If you were to Google the question “what is probate” the standard definition would appear, which reads, “the official proving of a will.” However, the legal definition is a little more specific. Probate is the process of transferring a deceased person’s “probate property” using the court system.
The next question in your mind is likely “what is probate property?” Probate property includes, but is not limited to, assets held in the decedent’s name alone and assets co-owned with others as “tenants in common.” Assets that are generally not considered probate property, and pass outside of the probate process generally include, but are not limited to, property held in “joint tenancy” and assets that allow a person to designate a beneficiary.

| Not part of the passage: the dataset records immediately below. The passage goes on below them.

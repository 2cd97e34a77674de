use crate::package_json::PackageJson;
use indexmap::IndexMap;

pub struct DependencyManager;

impl DependencyManager {
    /// Append a module to `linkTypeDefinitions` unless it is already listed
    pub fn add_link_entry(package_json: &mut PackageJson, name: &str) {
        let entries = package_json
            .link_type_definitions
            .get_or_insert_with(Vec::new);
        if !entries.iter().any(|entry| entry == name) {
            entries.push(name.to_string());
        }
    }

    /// Record a fetched module in `typeDefinitions`, replacing any earlier version
    pub fn add_remote_entry(package_json: &mut PackageJson, name: &str, version_or_url: &str) {
        package_json
            .type_definitions
            .get_or_insert_with(IndexMap::new)
            .insert(name.to_string(), version_or_url.to_string());
    }

    /// Remove a module from both lists. Returns whether anything was removed.
    pub fn remove_entry(package_json: &mut PackageJson, name: &str) -> bool {
        let mut removed = false;

        if let Some(entries) = &mut package_json.link_type_definitions {
            let before = entries.len();
            entries.retain(|entry| entry != name);
            removed |= entries.len() != before;
        }
        if let Some(remote) = &mut package_json.type_definitions {
            removed |= remote.shift_remove(name).is_some();
        }

        removed
    }

    /// Add a devDependency with a caret range unless the version already carries one
    pub fn add_dev_dependency(package_json: &mut PackageJson, name: &str, version: &str) {
        let version_string = if version.starts_with('^') || version.starts_with('~') {
            version.to_string()
        } else {
            format!("^{version}")
        };

        package_json
            .dev_dependencies
            .get_or_insert_with(IndexMap::new)
            .insert(name.to_string(), version_string);
    }
}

One simple way to think about what property might be considered “probate property” is to consider how the property would pass to someone else. An IRA or 401k usually has a beneficiary designation, thus a decedent’s IRA or 401k is not typically a probate asset. Life insurance typically has a beneficiary designation, thus life insurance proceeds are not typically probate property. However, if a decedent had listed “my estate” as the beneficiary for their life insurance, those life insurance proceeds would be probate property.
One common misconception is that a Will controls all property upon someone’s death. However, it is important to note that a Will only controls the “probate property.”
If you have questions about probate and/or what would be considered your probate property, reach out to FMJ’s Trusts & Estates attorneys or continue to follow our blog.
This post was written by Trusts & Estates attorneys David Ness and Matt Jensen. If you have any questions or would like to discuss your estate planning options, contact David at firstname.lastname@example.org or Matt at email@example.com.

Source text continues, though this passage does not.